Apanhou-me às nove da noite. Ao seu lado – ele vestia uma linda blusa aviator de listras largas azul e branca, calça clara e sapatos esporte de um marrom suave, perfeitos para o conjunto, trouxera um paletó branco, que ocupava uma parte do banco traseiro do automóvel –, eu observava o trânsito espaçado do eixo, enquanto percorríamos aquelas vias largas. Mais adiante, ele deixou o fluxo principal para fazer um grande contorno que me pareceu nos colocar na direção inversa; sem que nada me perguntasse, parou ante a um restaurante muito bonito, saltando e abrindo a porta para que eu saísse; só então demonstrou que me observava o corpo com mais atenção – eu vestia um vestido de seda fina curtíssimo, frente única.

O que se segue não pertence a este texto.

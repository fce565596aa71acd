//! Release-asset naming for the `bblanchon/pdfium-binaries` builds.

use crate::{PdfiumAutoError, PDFIUM_VERSION};

/// GitHub release download root.
const RELEASE_ROOT: &str = "https://github.com/bblanchon/pdfium-binaries/releases/download";

/// Where the shared library lives for one OS/architecture pair.
#[derive(Debug, Clone, Copy, PartialEq, Eq)]
pub struct Platform {
    os_tag: &'static str,
    arch_tag: &'static str,
    /// Path of the library inside the release tarball.
    pub member: &'static str,
    /// File name the library is stored under in the cache.
    pub file_name: &'static str,
}

impl Platform {
    /// The platform this binary was compiled for.
    pub fn current() -> Result<Self, PdfiumAutoError> {
        Self::for_target(std::env::consts::OS, std::env::consts::ARCH)
    }

    /// Map an `std::env::consts` OS/arch pair to a release asset.
    pub fn for_target(os: &str, arch: &str) -> Result<Self, PdfiumAutoError> {
        let unsupported = || PdfiumAutoError::UnsupportedPlatform {
            os: os.to_string(),
            arch: arch.to_string(),
        };

        let (os_tag, member, file_name) = match os {
            "macos" => ("mac", "lib/libpdfium.dylib", "libpdfium.dylib"),
            "linux" => ("linux", "lib/libpdfium.so", "libpdfium.so"),
            "windows" => ("win", "bin/pdfium.dll", "pdfium.dll"),
            _ => return Err(unsupported()),
        };

        let arch_tag = match (os, arch) {
            (_, "x86_64") => "x64",
            (_, "aarch64") => "arm64",
            ("windows", "x86") => "x86",
            _ => return Err(unsupported()),
        };

        Ok(Self {
            os_tag,
            arch_tag,
            member,
            file_name,
        })
    }

    /// Release asset name, e.g. `pdfium-linux-x64.tgz`.
    pub fn asset_name(&self) -> String {
        format!("pdfium-{}-{}.tgz", self.os_tag, self.arch_tag)
    }

    /// Full download URL for the pinned [`PDFIUM_VERSION`].
    pub fn download_url(&self) -> String {
        format!(
            "{RELEASE_ROOT}/chromium%2F{PDFIUM_VERSION}/{}",
            self.asset_name()
        )
    }
}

– Será que você não vai sentir frio? – sua voz soou melodiosa.
– Se eu não me engano, há um paletó elegantíssimo no banco de trás.
Entregou as chaves a um manobrista de terno escuro que se encarregou do estacionamento, tomou-me uma das mãos. Entramos.
As mesas eram redondas e as que estavam ocupadas tinham castiçais com velas acesas; pelos cantos, abajures delicados completavam a iluminação, produzindo um efeito sutil; as toalhas e guardanapos eram de uma alvura esplendorosa.
Bebericamos dois dry Martinis, depois uma garrafa de Bordeaux. Enquanto o garçom nos trazia o couvert, composto de frios, pães e algumas pastas, meu amigo, num rosto de continua felicidade, começou a me falar sobre o que fazia e de suas preferências literárias; era especialista em Proust, inclusive tinha estudos e textos publicados sobre o autor francês.
– Você já nadou contra a corrente?
– Não nado muito ultimamente – respondi; levava à boca uma rodela de torrada envolvida em uma pasta verde clara.
– Não falo no sentido de entrar no mar ou num rio propriamente.
– Ah, entendo.
O garçom se aproximou e pôs-se em posição de que aguardava nossos pedidos. Tomei a taça com a mão direita e a levei mais uma vez aos lábios; sorri para o homem que nos aguardava.
Meu recente companheiro pediu-lhe um tempo maior, estendeu o grande cardápio e deixou a mim a escolha do prato principal.
Após eu ter feito o pedido, o garçom se retirou e continuamos a conversa. Foi ele que voltou ao assunto.
– Às vezes todos vão para um lado, mas nós não queremos acompanhá-los, desejamos outro caminho, mesmo que neste envolvam-nos apenas a penumbra da noite, o brilho das estrelas, talvez um ou outro ruído do vento sibilando sobre a vegetação ou o farfalhar de uma ave noturna.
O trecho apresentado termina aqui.